Another very avoidable loss, which for the sake of 2 or 3 days could have been so different. It appears that the wx forecasts for the area at the time were acurate.

What was the rush/ urgency that was more important than his life? I guess we will never know.

ferrydude
24th Feb 2008, 08:41
Condolences to the friends and families.

Looks like the previous odds of 1/200 light aircraft losses for the NA may have increased.

Flintstone
24th Feb 2008, 10:15
I've always wondered whether the NA ferry pilots are either brave, stupid or mad. I still don't know the answer but the loss of this pilot saddens me.

Vale.

ferrydude
24th Feb 2008, 15:54
Sounds like Margrit Orlowski, a German. She is neither stupid or mad, rather very skilled and knows how to manage risk. Just as any professional pilot and especially ferry pilot should do. Although she has many crossings, I highly doubt she has done the most.:D

MungoP
24th Feb 2008, 16:29
I mentioned earlier in this thread one occasion where I was offered the chance to deliver a S/E home-built from france to the mississipi in the middle of winter... (things were a bit slow after 9/11 and the money though not great was needed).. On that occasion the engine began tearing itself to pieces at night over the Moray Firth but the Gods were on my side and it held together long enough to complete the last 50 miles... Had it been the following day while en-route to Reykjavik or beyond I would have just been another statistic.. I've often wondered why anyone would do that work on a regular basis and I'm not shy to undertake the odd testing flight in remote parts. With the north atlantic route I believe there's a Russian Roulette factor involved.

Those I’ve met who do it by choice I have nothing but the highest admiration for. They are well aware of the risks involved and most are supremely capable of dealing with them. They also know that the circumstances are there waiting for them that all their experience, courage and coolness under pressure will not be able to counter. It will be no fault of their own if one day having received a reasonable weather forecast it turns out to be wrong and the only airport within range will not be accessible. No fault of theirs if the projected cloud base is incorrect and they are unable to stay clear of air-frame and/or engine icing. They cannot be blamed if the engine of the aircraft destroys itself through an oil leak or poor maintenance carried out months before, thousands of miles from the ice-strewn ocean in which they are now about to ditch.

If the money was great I could maybe understand the temptation but ferry-flying is pretty low on the aviation pay-scale.. I spent many years as a professional yacht-delivery skipper before taking up my flying career and had enough near-misses to write a few articles but the sky is even less forgiving than the sea and the winter North Atlantic is not a sea that a pilot should be ditching in.
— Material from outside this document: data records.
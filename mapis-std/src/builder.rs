//! Fluent construction of dispatchers over boxed handlers.

use crate::{
    dispatcher::Dispatcher,
    selectors::PathSelector,
    tables::{HashMapTable, HashMapTableBuilder},
};
use mapis_core::{
    BoxHandler, BuildError, Handler, HandlerTable, Path, Selector, SelectorKey, TableBuilder,
    Variants, check_exhaustive,
};

/// A dispatcher over a runtime-built table of boxed handlers.
pub type BoxedDispatcher<T, Args, R, S = PathSelector> =
    Dispatcher<S, HashMapTable<BoxHandler<T, Args, R>>>;

/// Builder for dispatchers whose handlers are registered one by one.
///
/// Registration errors are kept until [`build`](Self::build) so calls can be
/// chained. Validation happens in this order: empty path, duplicate key,
/// empty table, then the declared variant set if one was given.
///
/// # Example
///
/// ```rust,ignore
/// let area = DispatcherBuilder::<Value, (), f64>::new()
///     .path(["kind"])
///     .expect_variants(["circle", "square"])
///     .on("circle", |v: &Value| circle_area(v))
///     .on("square", |v: &Value| square_area(v))
///     .build()?;
/// ```
pub struct DispatcherBuilder<T: ?Sized, Args, R> {
    reduce: Path,
    subset: Path,
    table: HashMapTableBuilder<BoxHandler<T, Args, R>>,
    declared: Option<Vec<String>>,
    error: Option<BuildError>,
}

impl<T: ?Sized, Args, R> Default for DispatcherBuilder<T, Args, R> {
    fn default() -> Self {
        Self {
            reduce: Path::root(),
            subset: Path::root(),
            table: HashMapTableBuilder::default(),
            declared: None,
            error: None,
        }
    }
}

impl<T: ?Sized, Args, R> DispatcherBuilder<T, Args, R> {
    /// Create an empty builder.
    pub fn new() -> Self {
        Self::default()
    }

    /// Set the path leading to the substructure holding the selector.
    pub fn reduce(mut self, path: impl Into<Path>) -> Self {
        self.reduce = path.into();
        self
    }

    /// Set the path from that substructure to the selector.
    pub fn subset(mut self, path: impl Into<Path>) -> Self {
        self.subset = path.into();
        self
    }

    /// Set the whole selector path at once.
    pub fn path(self, path: impl Into<Path>) -> Self {
        self.reduce(path).subset(Path::root())
    }

    /// The combined selector path configured so far.
    pub fn selector_path(&self) -> Path {
        self.reduce.join(&self.subset)
    }

    /// Register `handler` for the selector value `key`.
    pub fn on<K, H>(mut self, key: K, handler: H) -> Self
    where
        K: SelectorKey,
        H: Handler<T, Args, Output = R> + Send + Sync + 'static,
    {
        let key = key.selector_key().into_owned();
        if let Err(e) = self.table.insert(key, BoxHandler::new(handler)) {
            if self.error.is_none() {
                self.error = Some(e);
            }
        }
        self
    }

    /// Let a later registration replace an earlier one with the same key.
    pub fn allow_overrides(mut self) -> Self {
        self.table = self.table.allow_duplicates();
        self
    }

    /// Declare the valid selector values as the variants of `V`.
    pub fn variants<V: Variants>(self) -> Self {
        self.expect_variants(V::VARIANTS.iter().copied())
    }

    /// Declare the valid selector values explicitly.
    pub fn expect_variants<I, S>(mut self, keys: I) -> Self
    where
        I: IntoIterator<Item = S>,
        S: Into<String>,
    {
        self.declared = Some(keys.into_iter().map(Into::into).collect());
        self
    }

    /// Apply a loaded configuration: paths and, if present, the variant set.
    #[cfg(feature = "config")]
    pub fn from_config(config: &crate::config::DispatchConfig) -> Self {
        let builder = Self::new()
            .reduce(config.reduce.clone())
            .subset(config.subset.clone());
        match &config.variants {
            Some(variants) => builder.expect_variants(variants.iter().cloned()),
            None => builder,
        }
    }

    /// Build a dispatcher following the configured string path.
    pub fn build(self) -> Result<BoxedDispatcher<T, Args, R>, BuildError> {
        let selector = PathSelector::new(self.selector_path());
        if selector.path().is_empty() {
            return Err(BuildError::EmptyPath);
        }
        let table = self.finish()?;

        #[cfg(feature = "tracing")]
        tracing::debug!(
            path = %selector.path(),
            handlers = table.len(),
            "built dispatcher"
        );

        Ok(Dispatcher::new(selector, table))
    }

    /// Build a dispatcher using `selector` instead of the configured paths.
    pub fn build_with<S>(self, selector: S) -> Result<BoxedDispatcher<T, Args, R, S>, BuildError>
    where
        S: Selector<T>,
    {
        let table = self.finish()?;

        #[cfg(feature = "tracing")]
        tracing::debug!(
            path = %selector.path(),
            handlers = table.len(),
            "built dispatcher"
        );

        Ok(Dispatcher::new(selector, table))
    }

    fn finish(self) -> Result<HashMapTable<BoxHandler<T, Args, R>>, BuildError> {
        if let Some(e) = self.error {
            return Err(e);
        }
        let table = self.table.build()?;
        if table.is_empty() {
            return Err(BuildError::EmptyTable);
        }
        if let Some(declared) = &self.declared {
            check_exhaustive(&table, declared)?;
        }
        Ok(table)
    }
}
Best wishes for a long profitable summer to all of you people out there who earn your precarious living in the world of ferry flying.:D:ok:

repulo
5th Mar 2008, 18:54
Any one out there who has some knowledge about the whereabout of the pilot? Has he been found?

FerrypilotDK
11th Mar 2008, 11:45
No, the pilots have not been found. It was with a strange feeling, that I removed their names from my Skype. I hesitated, thinking perhaps, that I should keep them there...as a memorial of some sort. But like crossing them out of a book, they are now gone.

Why do we do it? Part of it is freedom. Part of it is being able to go on your own time (which is again a part of freedom, I guess) instead of arriving at the airport at 0900 for a 1030 departure. At 1015 the client calls and says that we will depart 1200. Send cabin off to get lunch and give the breakfast to the FBO folks....

Client calls at 1210 and says he now wants to go at 1500, has three extra people and orders dinner.

Client cancels flight at 1530 and reschedules for next day.....back to hotel, split dinner with FBO folk.

With ferrying, you can more or less call your own shots. There is no endless discussions with fellow employees about whether they should choose gold or silver stripes for the new uniforms, etc........

I have been to countries I didn´t know existed, there is hardly a place in the news that I haven´t seen first-hand and I have favourite restaurants in the most out-of-way places. There is a strangely good feeling, landing in some place in Africa and the man says "Hello Captain, long time since last." ...or meeting up with colleagues on Pacific Islands, then in Arctic Canada, then India, then Cape Town..... knowing that we can both flight plan, file plans, obtain weather, fix the odd item, clear snow, tie it down in a freak storm at 0300, deal with customs, drive 2 days to pick up the fuel at another airport, that the locals delivered to the wrong place, roll barrels across the tarmac and use a day to fuel by barrel and hand pump...then go to a party on the beach with the locals you have been working with all day.... So even though I have left this behind for the time, and enjoy for the most part my new life, I would never be without these things, and knowing that if the connection to ops fails, and the FBO guy is sick, the catering company truck had an accident----I can get weather, file a flight plan, find my own hotel and attach the tug and pull the aircraft out of the hangar. Then I can go to a grocery and a bakery and make a pleasant meal.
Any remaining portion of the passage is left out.